Does this imply that there are non-flowering forms? I'd always assumed

that the reason you don't get flowers on a laurel hedge is that you
keep

cutting it back.
--

When I bought my house, the laurel hedge was not being pruned (it was
more than 2m thick), but there was no evidence of flowering: it took me
8 months to close the deal, and it was some time before I addressed it,
so I had a whole season to observe it. I've seen some other people's
pruned/shaped laurel hedges in flower. So I think that there are some
that never flower, some that always flower, and some that only flower
if you don't prune them. Both P. lusitanica and P. laurocerasus are
used for hedging, and I think the latter is the strong flowerer. Also
there are many cultivars of the latter, and maybe some are sterile.

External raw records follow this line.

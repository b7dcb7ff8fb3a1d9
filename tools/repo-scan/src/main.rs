//! repo-scan: batch analysis and quality scoring over a repository store
//!
//! Usage:
//!   repo-scan analyze <STORE>                     # write <repo>_analysis.json and _authors.json
//!   repo-scan score <STORE> [-c FILE] [-o FILE]   # write repository_quality_scores.json
//!   repo-scan summary <STORE>                     # corpus totals and top file types
//!
//! A store holds one folder per repository containing `<repo>_commits.json`
//! as written by the history extractor. Repositories with missing, empty or
//! unparsable files are reported and skipped; the batch always completes.

use std::path::{Path, PathBuf};
use std::process;

use anyhow::{Context, Result};
use clap::{ArgAction, Parser, Subcommand};
use log::{info, warn};
use rayon::prelude::*;
use walkdir::WalkDir;

use quality_engine::analysis::{self, AuthorImpact};
use quality_engine::corpus;
use quality_engine::store;
use quality_engine::{score_table, Config, CrossRepositoryTable, RepoOutcome};

#[derive(Parser, Debug)]
#[command(name = "repo-scan", version, about = "Score repository health from commit history")]
struct Cli {
    /// Increase log verbosity (-v debug, -vv trace). RUST_LOG overrides.
    #[arg(short, long, action = ArgAction::Count, global = true)]
    verbose: u8,

    #[command(subcommand)]
    command: Command,
}

#[derive(Subcommand, Debug)]
enum Command {
    /// Analyze every repository folder's commit table.
    Analyze {
        store: PathBuf,
        /// Scoring model configuration (TOML).
        #[arg(short, long)]
        config: Option<PathBuf>,
    },
    /// Score every analysis summary found under the store.
    Score {
        store: PathBuf,
        #[arg(short, long)]
        config: Option<PathBuf>,
        /// Output table (defaults to <STORE>/repository_quality_scores.json).
        #[arg(short, long)]
        output: Option<PathBuf>,
    },
    /// Print corpus totals over repositories with both a summary and commits.
    Summary { store: PathBuf },
}

fn init_logging(verbose: u8) {
    let default = match verbose {
        0 => "info",
        1 => "debug",
        _ => "trace",
    };
    env_logger::Builder::from_env(env_logger::Env::default().default_filter_or(default))
        .format_timestamp(None)
        .init();
}

fn load_config(path: Option<&Path>) -> Result<Config> {
    match path {
        Some(p) => Config::load(p).with_context(|| format!("cannot load config {}", p.display())),
        None => Ok(Config::default()),
    }
}

/// Immediate subfolders of the store, sorted by name.
fn repository_dirs(store: &Path) -> Result<Vec<PathBuf>> {
    let mut dirs = Vec::new();
    let entries = std::fs::read_dir(store)
        .with_context(|| format!("cannot read store {}", store.display()))?;
    for entry in entries {
        let path = entry?.path();
        if path.is_dir() {
            dirs.push(path);
        }
    }
    dirs.sort();
    Ok(dirs)
}

/// Every `*_analysis.json` below the store, in file-name order.
fn discover_summaries(store: &Path) -> Vec<PathBuf> {
    WalkDir::new(store)
        .sort_by_file_name()
        .into_iter()
        .filter_map(|e| match e {
            Ok(e) => Some(e),
            Err(err) => {
                warn!("skipping unreadable entry: {}", err);
                None
            }
        })
        .filter(|e| e.file_type().is_file())
        .filter(|e| e.file_name().to_string_lossy().ends_with(store::ANALYSIS_SUFFIX))
        .map(|e| e.into_path())
        .collect()
}

fn folder_of(path: &Path) -> String {
    path.parent()
        .map(store::repository_name)
        .unwrap_or_default()
}

fn print_authors(repository: &str, authors: &[AuthorImpact]) {
    println!("-- {} top authors --", repository);
    println!("  {:<32} {:>8} {:>10} {:>10}", "author", "commits", "insertions", "deletions");
    for a in authors {
        println!(
            "  {:<32} {:>8} {:>10} {:>10}",
            a.author, a.commits, a.insertions, a.deletions
        );
    }
}

fn analyze(store_dir: &Path, config_path: Option<&Path>) -> Result<()> {
    let config = load_config(config_path)?;
    let dirs = repository_dirs(store_dir)?;
    info!("analyzing {} repository folders", dirs.len());

    let outcomes: Vec<_> = dirs
        .par_iter()
        .map(|dir| {
            let repository = store::repository_name(dir);
            match store::read_commit_table(&store::commits_path(dir), &repository) {
                RepoOutcome::Analyzed(table) => {
                    let authors = analysis::top_authors(&table, analysis::TOP_AUTHORS);
                    match store::analyze_table(&table, &config) {
                        RepoOutcome::Analyzed(record) => RepoOutcome::Analyzed((record, authors)),
                        RepoOutcome::Skipped { repository, reason } => {
                            RepoOutcome::Skipped { repository, reason }
                        }
                    }
                }
                RepoOutcome::Skipped { repository, reason } => {
                    RepoOutcome::Skipped { repository, reason }
                }
            }
        })
        .collect();

    let mut written = 0;
    for (dir, outcome) in dirs.iter().zip(outcomes) {
        match outcome {
            RepoOutcome::Analyzed((record, authors)) => {
                let path = store::analysis_path(dir);
                let saved = store::write_analysis(&path, &record)
                    .and_then(|()| store::write_authors(&store::authors_path(dir), &authors));
                match saved {
                    Ok(()) => {
                        written += 1;
                        info!("{}: analysis written to {}", record.repository, path.display());
                    }
                    Err(e) => warn!("{}: {}", record.repository, e),
                }
                print_authors(&record.repository, &authors);
            }
            RepoOutcome::Skipped { repository, reason } => {
                println!("Skipped {}: {}", repository, reason);
            }
        }
    }

    println!("Analyzed {} of {} repositories", written, dirs.len());
    Ok(())
}

fn score(store_dir: &Path, config_path: Option<&Path>, output: Option<&Path>) -> Result<()> {
    let config = load_config(config_path)?;
    let paths = discover_summaries(store_dir);
    info!("scoring {} analysis summaries", paths.len());

    let outcomes: Vec<_> = paths
        .par_iter()
        .map(|path| {
            let folder = folder_of(path);
            match store::read_analysis(path, &folder) {
                RepoOutcome::Analyzed(mut record) => {
                    record.repository = folder;
                    RepoOutcome::Analyzed(record)
                }
                skipped => skipped,
            }
        })
        .collect();
    let table = CrossRepositoryTable::from_outcomes(outcomes);

    let scores = score_table(table.records(), &config).context("scoring model is misconfigured")?;

    let output = output
        .map(Path::to_path_buf)
        .unwrap_or_else(|| store_dir.join(store::SCORES_FILE));
    store::write_scores(&output, &scores)
        .with_context(|| format!("cannot write {}", output.display()))?;

    println!("-- Repository Quality Scores --");
    for s in &scores {
        println!("{:<48} {:.3}", s.repository, s.overall);
    }
    for (repository, reason) in table.skipped() {
        println!("Skipped {}: {}", repository, reason);
    }
    println!("Saved {} scores to {}", scores.len(), output.display());
    Ok(())
}

fn summary(store_dir: &Path) -> Result<()> {
    let dirs = repository_dirs(store_dir)?;

    let tables: Vec<_> = dirs
        .par_iter()
        .filter_map(|dir| {
            if store::load_summary(dir).is_skipped() {
                return None;
            }
            match store::read_commit_table(&store::commits_path(dir), &store::repository_name(dir)) {
                RepoOutcome::Analyzed(table) => Some(table),
                RepoOutcome::Skipped { repository, reason } => {
                    info!("skipping {}: {}", repository, reason);
                    None
                }
            }
        })
        .collect();

    let summary = corpus::summarize(&tables);
    println!("----------------------------------------");
    println!("Total number of repositories: {}", summary.repositories);
    println!(
        "Total number of commits across all repositories: {}",
        summary.total_commits
    );
    println!("Most commonly changed file types:");
    for (ext, count) in &summary.top_extensions {
        println!("  {:<12} {}", ext, count);
    }
    println!("----------------------------------------");
    Ok(())
}

fn run(cli: Cli) -> Result<()> {
    match cli.command {
        Command::Analyze { store, config } => analyze(&store, config.as_deref()),
        Command::Score {
            store,
            config,
            output,
        } => score(&store, config.as_deref(), output.as_deref()),
        Command::Summary { store } => summary(&store),
    }
}

fn main() {
    let cli = Cli::parse();
    init_logging(cli.verbose);

    if let Err(e) = run(cli) {
        eprintln!("repo-scan: {:#}", e);
        process::exit(2);
    }
}

#[cfg(test)]
mod tests {
    use super::*;
    use std::fs;
    use tempfile::TempDir;

    #[test]
    fn discovers_nested_summaries_in_order() {
        let root = TempDir::new().unwrap();
        for name in ["zeta", "alpha"] {
            let dir = root.path().join(name);
            fs::create_dir_all(&dir).unwrap();
            fs::write(store::analysis_path(&dir), "{}").unwrap();
            fs::write(dir.join("notes.txt"), "x").unwrap();
        }

        let found = discover_summaries(root.path());
        let folders: Vec<_> = found.iter().map(|p| folder_of(p)).collect();
        assert_eq!(folders, ["alpha", "zeta"]);
    }

    #[test]
    fn repository_dirs_ignore_files() {
        let root = TempDir::new().unwrap();
        fs::create_dir_all(root.path().join("b")).unwrap();
        fs::create_dir_all(root.path().join("a")).unwrap();
        fs::write(root.path().join("stray.json"), "[]").unwrap();

        let dirs = repository_dirs(root.path()).unwrap();
        let names: Vec<_> = dirs.iter().map(|d| store::repository_name(d)).collect();
        assert_eq!(names, ["a", "b"]);
    }

    #[test]
    fn cli_parses_score_options() {
        let cli = Cli::try_parse_from(["repo-scan", "-v", "score", "data", "-o", "out.json"]).unwrap();
        assert_eq!(cli.verbose, 1);
        match cli.command {
            Command::Score { store, output, config } => {
                assert_eq!(store, PathBuf::from("data"));
                assert_eq!(output, Some(PathBuf::from("out.json")));
                assert!(config.is_none());
            }
            other => panic!("unexpected {:?}", other),
        }
    }

    const COMMITS: &str = r#"[
      {"hash": "a1", "msg": "Add parser", "author_name": "alice", "author_date": "2024-01-01T00:00:00Z", "insertions": 30, "deletions": 5, "lines": 35},
      {"hash": "a2", "msg": "Add lexer", "author_name": "alice", "author_date": "2024-03-01T00:00:00Z", "insertions": 10, "deletions": 2, "lines": 12},
      {"hash": "b1", "msg": "Fix typo", "author_name": "bob", "author_date": "unknown", "insertions": 1, "deletions": 1, "lines": 2}
    ]"#;

    fn read_value(path: &Path) -> serde_json::Value {
        serde_json::from_str(&fs::read_to_string(path).unwrap()).unwrap()
    }

    #[test]
    fn analyze_writes_summary_and_author_breakdown() {
        let root = TempDir::new().unwrap();
        let dir = root.path().join("acme");
        fs::create_dir_all(&dir).unwrap();
        fs::write(store::commits_path(&dir), COMMITS).unwrap();
        fs::create_dir_all(root.path().join("hollow")).unwrap();

        analyze(root.path(), None).unwrap();

        let summary = read_value(&store::analysis_path(&dir));
        assert_eq!(summary["Project Name"], "acme");
        assert_eq!(summary["Number of Contributors"], 2);

        let authors = read_value(&store::authors_path(&dir));
        assert_eq!(authors[0]["Author Name"], "alice");
        assert_eq!(authors[0]["Commits"], 2);
        assert_eq!(authors[0]["Insertions"], 40);
        assert_eq!(authors[0]["Deletions"], 7);
        assert_eq!(authors[1]["Author Name"], "bob");
        assert!(!store::analysis_path(&root.path().join("hollow")).exists());
    }

    #[test]
    fn score_keys_rows_by_folder_name() {
        let root = TempDir::new().unwrap();
        let dir = root.path().join("acme-widgets");
        fs::create_dir_all(&dir).unwrap();
        let summary = r#"{
          "Project Name": "renamed-upstream",
          "Project Duration (Years and Months)": "5 years and 2 months",
          "Gini Coefficient": 0.9,
          "Number of Contributors": 120,
          "Average Commits per Day": 3.5,
          "Average Commit Size": 140.0,
          "Average Score": 2.8
        }"#;
        fs::write(store::analysis_path(&dir), summary).unwrap();
        let output = root.path().join("scores.json");

        score(root.path(), None, Some(output.as_path())).unwrap();

        let rows = read_value(&output);
        assert_eq!(rows.as_array().unwrap().len(), 1);
        assert_eq!(rows[0]["Folder Name"], "acme-widgets");
        assert_eq!(rows[0]["Overall Quality Score"], 0.9);
        assert!(!root.path().join(store::SCORES_FILE).exists());
    }
}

That all makes sense. I wonder if there is also a light requirement?
Think of my various laurels (P laurocerasus) - the one I pruned to -1/2
inch is now about 6ft high and 3ft dia, pruned heavily a couple of times
a year and never flowers. The other is huge, but all the flowers are at
the top where they get plenty of light - no flowers below 8 ft.

The one I grew up with (it was my tree-house from when I was quite
small) was also a tree, and never pruned, and, thinking back, all the
flowers were on the upper side, with nothing between them and the sky.